Встреча с Краснером меня уже не смущала, и я последовал за стюардессой на «антресоли».
Поднимаясь по ступенькам, отметил про себя, что ткань на её заднице тужилась от тесноты, а ягодицы были сильные, круглые и полные. Из тех, на которых трусы оставляют отметину. Когда одна из ягодиц расслаблялась, вторая набухала и тянула шов на юбке в свою сторону.
В животе у меня возникло знакомое ощущение — будто ход времени нарушился.
— Габриела, — произнёс я, поднимаясь по винтовой лестнице, и дотронулся до её бедра. — Сколько нам ещё лететь?
Она обернулась медленно — как течёт мёд:
— До Москвы? — и посмотрела на свою бронзовую кисть, покрытую выгоревшим пухом и сдавленную ремешком. — До Лондона уже только часа три, и оттуда столько же.
— Вот как! — кивнул я. — А в Москве пробудете сколько? Вы лично.
— Полторы суток.
— Вот как! — снова кивнул я.
Мэлвин Стоун лежал на диване у задней стенки запущенного Посольского салона и прислушивался к себе.
Джессика поглаживала ему лоб.
Бертинелли стоял навытяжку в изголовье дивана и — с позолоченной кокардой на фуражке — походил на зажжённую панихидную свечку.
Краснер — тоже с торжественным видом — стоял в изножье.
Было тихо, как в присутствии смерти. Возникло странное ощущение знакомства с неопознанным пока гнусным чувством, которое эта сцена разбередила во мне.

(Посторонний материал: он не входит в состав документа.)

use std::sync::Arc;

use chrono::{DateTime, Utc};
use dashmap::DashMap;
use futures::future::join_all;
use tokio::{
    sync::{mpsc, oneshot, watch},
    task::JoinHandle,
    time::{sleep, Instant},
};
use tracing::{debug, info, warn};

use crate::{
    controller::{AutoBookingController, DISABLED_STATUS},
    error::RadarError,
    geo::Coordinate,
    markers::MapMarkers,
    session::{RadarState, Session, Update},
};

const COMMAND_BUFFER: usize = 16;

/// What a session task publishes after every tick or command.
#[derive(Debug, Clone, PartialEq)]
pub struct TickReport {
    pub status: String,
    pub state: RadarState,
    pub markers: Option<MapMarkers>,
    pub at: DateTime<Utc>,
}

enum Command {
    SetCenter(Coordinate),
    SetRadius(u32, oneshot::Sender<Result<(), RadarError>>),
    Enable(oneshot::Sender<Result<(), RadarError>>),
    Disable,
    Current(oneshot::Sender<Session>),
}

struct SessionHandle {
    commands: mpsc::Sender<Command>,
    reports: watch::Receiver<TickReport>,
    task: JoinHandle<()>,
}

// Owns one session and drives it tick by tick. A tick is awaited to the end
// before the timer is re-armed, so ticks of a session never overlap.
struct SessionTask {
    controller: Arc<AutoBookingController>,
    session: Session,
    markers: Option<MapMarkers>,
    reports: watch::Sender<TickReport>,
}

impl SessionTask {
    async fn run(mut self, mut commands: mpsc::Receiver<Command>) {
        let interval = self.controller.config().tick_interval;
        let timer = sleep(interval);
        tokio::pin!(timer);

        loop {
            tokio::select! {
                command = commands.recv() => {
                    let Some(command) = command else {
                        debug!("command channel closed, session task exiting");
                        break;
                    };
                    if self.handle(command) {
                        timer.as_mut().reset(Instant::now());
                    }
                }
                () = &mut timer => {
                    self.tick().await;
                    timer.as_mut().reset(Instant::now() + interval);
                }
            }
        }
    }

    // Returns true when a tick should run right away.
    fn handle(&mut self, command: Command) -> bool {
        match command {
            Command::SetCenter(center) => {
                self.session.set_center(center);
                debug!(?center, "search centre updated");
                false
            }
            Command::SetRadius(radius, reply) => {
                let result = self.session.set_radius(radius, self.controller.config());
                let _ = reply.send(result);
                false
            }
            Command::Enable(reply) => match self.controller.enable(&self.session, Utc::now()) {
                Ok(session) => {
                    self.session = session;
                    self.publish(self.session.last_status.clone().unwrap_or_default());
                    let _ = reply.send(Ok(()));
                    true
                }
                Err(e) => {
                    let _ = reply.send(Err(e));
                    false
                }
            },
            Command::Disable => {
                self.session = self.controller.disable(&self.session);
                self.publish(DISABLED_STATUS.to_string());
                false
            }
            Command::Current(reply) => {
                let _ = reply.send(self.session.clone());
                false
            }
        }
    }

    async fn tick(&mut self) {
        let outcome = self.controller.tick(&self.session).await;
        outcome.session.apply(&mut self.session);
        if let Update::Updated(markers) = outcome.markers {
            self.markers = Some(markers);
        }
        self.publish(outcome.status);
    }

    fn publish(&self, status: String) {
        self.reports.send_replace(TickReport {
            status,
            state: self.session.state(),
            markers: self.markers.clone(),
            at: Utc::now(),
        });
    }
}

/// Runs the auto-booking loop for any number of sessions, one task each.
pub struct RadarScheduler {
    controller: Arc<AutoBookingController>,
    sessions: DashMap<String, SessionHandle>,
}

impl RadarScheduler {
    pub fn new(controller: Arc<AutoBookingController>) -> Self {
        Self {
            controller,
            sessions: DashMap::new(),
        }
    }

    /// Spawns the task for `id`. A task already running under the same id is
    /// retired first, so two tasks never drive one session.
    pub async fn start(
        &self,
        id: impl Into<String>,
        session: Session,
    ) -> watch::Receiver<TickReport> {
        let id = id.into();
        if let Some((_, previous)) = self.sessions.remove(&id) {
            warn!(session_id = %id, "replacing running session task");
            retire(&id, previous).await;
        }

        let (commands_tx, commands_rx) = mpsc::channel(COMMAND_BUFFER);
        let (reports_tx, reports_rx) = watch::channel(TickReport {
            status: session
                .last_status
                .clone()
                .unwrap_or_else(|| DISABLED_STATUS.to_string()),
            state: session.state(),
            markers: None,
            at: Utc::now(),
        });

        let task = SessionTask {
            controller: self.controller.clone(),
            session,
            markers: None,
            reports: reports_tx,
        };
        let task = tokio::spawn(task.run(commands_rx));

        info!(session_id = %id, "session task started");
        self.sessions.insert(
            id,
            SessionHandle {
                commands: commands_tx,
                reports: reports_rx.clone(),
                task,
            },
        );
        reports_rx
    }

    pub async fn enable(&self, id: &str) -> Result<(), RadarError> {
        let (tx, rx) = oneshot::channel();
        self.send(id, Command::Enable(tx)).await?;
        rx.await.map_err(|_| gone(id))?
    }

    pub async fn disable(&self, id: &str) -> Result<(), RadarError> {
        self.send(id, Command::Disable).await
    }

    pub async fn set_center(&self, id: &str, center: Coordinate) -> Result<(), RadarError> {
        self.send(id, Command::SetCenter(center)).await
    }

    pub async fn set_radius(&self, id: &str, radius: u32) -> Result<(), RadarError> {
        let (tx, rx) = oneshot::channel();
        self.send(id, Command::SetRadius(radius, tx)).await?;
        rx.await.map_err(|_| gone(id))?
    }

    pub async fn current(&self, id: &str) -> Result<Session, RadarError> {
        let (tx, rx) = oneshot::channel();
        self.send(id, Command::Current(tx)).await?;
        rx.await.map_err(|_| gone(id))
    }

    pub fn subscribe(&self, id: &str) -> Result<watch::Receiver<TickReport>, RadarError> {
        self.sessions
            .get(id)
            .map(|handle| handle.reports.clone())
            .ok_or_else(|| unknown(id))
    }

    /// Ends the task for `id` at the next tick boundary and waits for it.
    pub async fn stop(&self, id: &str) -> bool {
        match self.sessions.remove(id) {
            Some((id, handle)) => {
                retire(&id, handle).await;
                info!(session_id = %id, "session task stopped");
                true
            }
            None => false,
        }
    }

    /// Closes every session's command channel and waits for the tasks to end.
    /// A tick in flight is allowed to finish.
    pub async fn shutdown(&self) {
        let ids: Vec<String> = self.sessions.iter().map(|e| e.key().clone()).collect();
        let handles: Vec<(String, SessionHandle)> = ids
            .iter()
            .filter_map(|id| self.sessions.remove(id))
            .collect();

        info!(sessions = handles.len(), "shutting down session tasks");
        join_all(
            handles
                .into_iter()
                .map(|(id, handle)| async move { retire(&id, handle).await }),
        )
        .await;
    }

    pub fn len(&self) -> usize {
        self.sessions.len()
    }

    pub fn is_empty(&self) -> bool {
        self.sessions.is_empty()
    }

    async fn send(&self, id: &str, command: Command) -> Result<(), RadarError> {
        // clone the sender so no map guard is held across the await
        let commands = self
            .sessions
            .get(id)
            .map(|handle| handle.commands.clone())
            .ok_or_else(|| unknown(id))?;
        commands.send(command).await.map_err(|_| gone(id))
    }
}

// Dropping the sender closes the command channel; the task leaves its loop
// once the tick in flight, if any, has finished.
async fn retire(id: &str, handle: SessionHandle) {
    let SessionHandle { commands, task, .. } = handle;
    drop(commands);
    if let Err(e) = task.await {
        warn!(session_id = %id, error = %e, "session task ended abnormally");
    }
}

fn unknown(id: &str) -> RadarError {
    RadarError::Validation(format!("Unknown session {id}"))
}

fn gone(id: &str) -> RadarError {
    RadarError::Validation(format!("Session {id} is no longer running"))
}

— Гена, — сказал я таким тоном, как если бы не начал, а продолжал с ним разговаривать. — Думаешь — это серьёзно? Только бы не умер! Это ужасно — в дороге!
— Если вытянет, скажи ему, чтоб больше не прыгал.
— «Если вытянет»? — испугался я.
— А если нет, говорить не надо: сам догадается.
— «Сам»?!
— Что это с тобой? Я говорю в твоём же стиле! Ладно, отойди в сторону. Тебе смотреть не надо… Отойди вот к окну… За этими коробками…
Я решил закончить с ним разговор:
— Габриела, а что в этих коробках?
— Это техника для нашего посольства… Американского.
Я протянул Краснеру флакон, и он шагнул к Стоуну, а Бертинелли, бросив на меня кислый взгляд, удалился вместе с Габриелой.
Я не знал куда себя деть. Вниз, в своё кресло, мне не хотелось. Было ощущение, будто случилось такое, после чего бытие — в его сиюминутном облике — не может не раздражать. Поначалу это чувство было смутным, но теперь уже, глядя со стороны на покрытого пледом и запуганного Стоуна, на пригнувшиеся над ним фигуры Джессики и Краснера в окружении картонных коробок и дребезжащих стен салона с ободранными обоями, посреди разбросанных на полу стаканов и журналов, — теперь уже было ясно, что мною овладевало то гнетущее ощущение неуютности существования, которое возникает когда вторжение призрака смерти кажется неуместным. Как во времени, так и в пространстве.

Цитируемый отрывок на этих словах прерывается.